Elvany Luswanto¹Claire Rebecca Sharp^1,2*Erin Mooney^3,4Sarah Purcell⁵

• ¹School of Veterinary Medicine, Murdoch University, Murdoch, Australia
• ²Centre for Terrestrial Ecosystem Science and Sustainability, Harry Butler Institute, Murdoch University, Murdoch, Australia
• ³Sydney School of Veterinary Science, Faculty of Science, The University of Sydney, Camperdown, Australia
• ⁴Small Animal Specialist Hospital, North Ryde, Australia
• ⁵Faculty of Science, School of Veterinary Science, The University of Queensland, Gatton, Australia

Introduction: The objective of this retrospective case series was to describe the clinical course and treatment of dogs presenting after iron EDTA ingestion. Methods: Cases were retrieved through an electronic medical records search at three veterinary teaching hospitals and three private referral hospitals in Australia. Non-parametric statistics are reported. Results: 61 dogs met the inclusion criteria. 20 out of 61 dogs (32.8%) had no clinical signs prior to presentation. Vomiting without blood was the most common clinical sign (21), followed by lethargy (16), diarrhea without blood (15), and ataxia/weakness (12). Abdominal pain was the most common physical examination finding (21), followed by dehydration (10). 40 dogs underwent gastrointestinal decontamination. The median pre- and post-chelation serum iron concentrations were 61.3 mol/L (Min-Max 9–356, n = 40), and 14.7 mol/L (5.72-44, n = 22) respectively. 51 dogs were treated as in-patients, where treatments included desferoxamine (43), gastroprotectants (41), antiemetics and/or prokinetics (36), analgesia (24), and hepatoprotectants (4). The most common protocol for desferoxamine was a continuous intravenous infusion at 15 mg/kg/h (n = 27). Two dogs had an anaphylactic reaction to an inadvertent bolus of desferoxamine, while two had allergic reactions possibly related to desferoxamine. Two dogs developed neutropenia, and one developed acute respiratory distress syndrome possibly as a result of desferoxamine treatment. Overall, 91.8 % of dogs survived to discharge. One dog died during hospitalization, experiencing cardiac arrhythmias, shock, and cardiac arrest despite treatment.

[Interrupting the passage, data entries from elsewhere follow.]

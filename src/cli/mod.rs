//! CLI support for jsql
//!
//! Provides programmatic access to the jsql command-line operations so they
//! can be embedded in other tools.

mod check;
mod docs;
mod recommend;

pub use check::{CheckOptions, CheckResult, execute_check};
pub use docs::{DocCategory, get_doc_category, get_docs_overview};
pub use recommend::{RecommendOptions, execute_recommend};

use std::io;

use thiserror::Error;

/// Errors that can occur during CLI operations
#[derive(Debug, Error)]
pub enum CliError {
    #[error("Parse error: {0}")]
    Parse(#[from] crate::ParseError),

    #[error("Invalid JSON: {0}")]
    Json(#[from] serde_json::Error),

    #[error("IO error: {0}")]
    Io(#[from] io::Error),

    #[error("No input provided. Use --input, --file, or pipe JSON to stdin.")]
    NoInput,

    #[error("Unknown category: '{0}'\nRun 'jsql docs' to see available categories.")]
    UnknownCategory(String),
}

impl From<crate::Error> for CliError {
    fn from(e: crate::Error) -> Self {
        match e {
            crate::Error::Parse(e) => CliError::Parse(e),
            crate::Error::Decode(e) => CliError::Json(e),
        }
    }
}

When considering the stage of iron toxicoses, 16/61 (26.2%) dogs never developed clinical toxicosis, 44 dogs (72.1 %) had evidence of stage 1 clinical signs, 4 dogs (6.6 %) also had evidence of stage 2 clinical signs, and 19 dogs (31.1 %) progressed to stage 3 clinical signs. No dogs had stage 4 clinical signs (delayed gastrointestinal stricture). A single case was euthanized for acute hepatic failure upon re-presentation after initial survival to discharge. Conclusions: Iron EDTA toxicosis has a good prognosis in dogs following prompt treatment, but severe organ damage including hepatic and cardiovascular dysfunction can occur. Additionally, desferoxamine was well tolerated when administered according to published protocols but potentially fatal adverse effects can occur.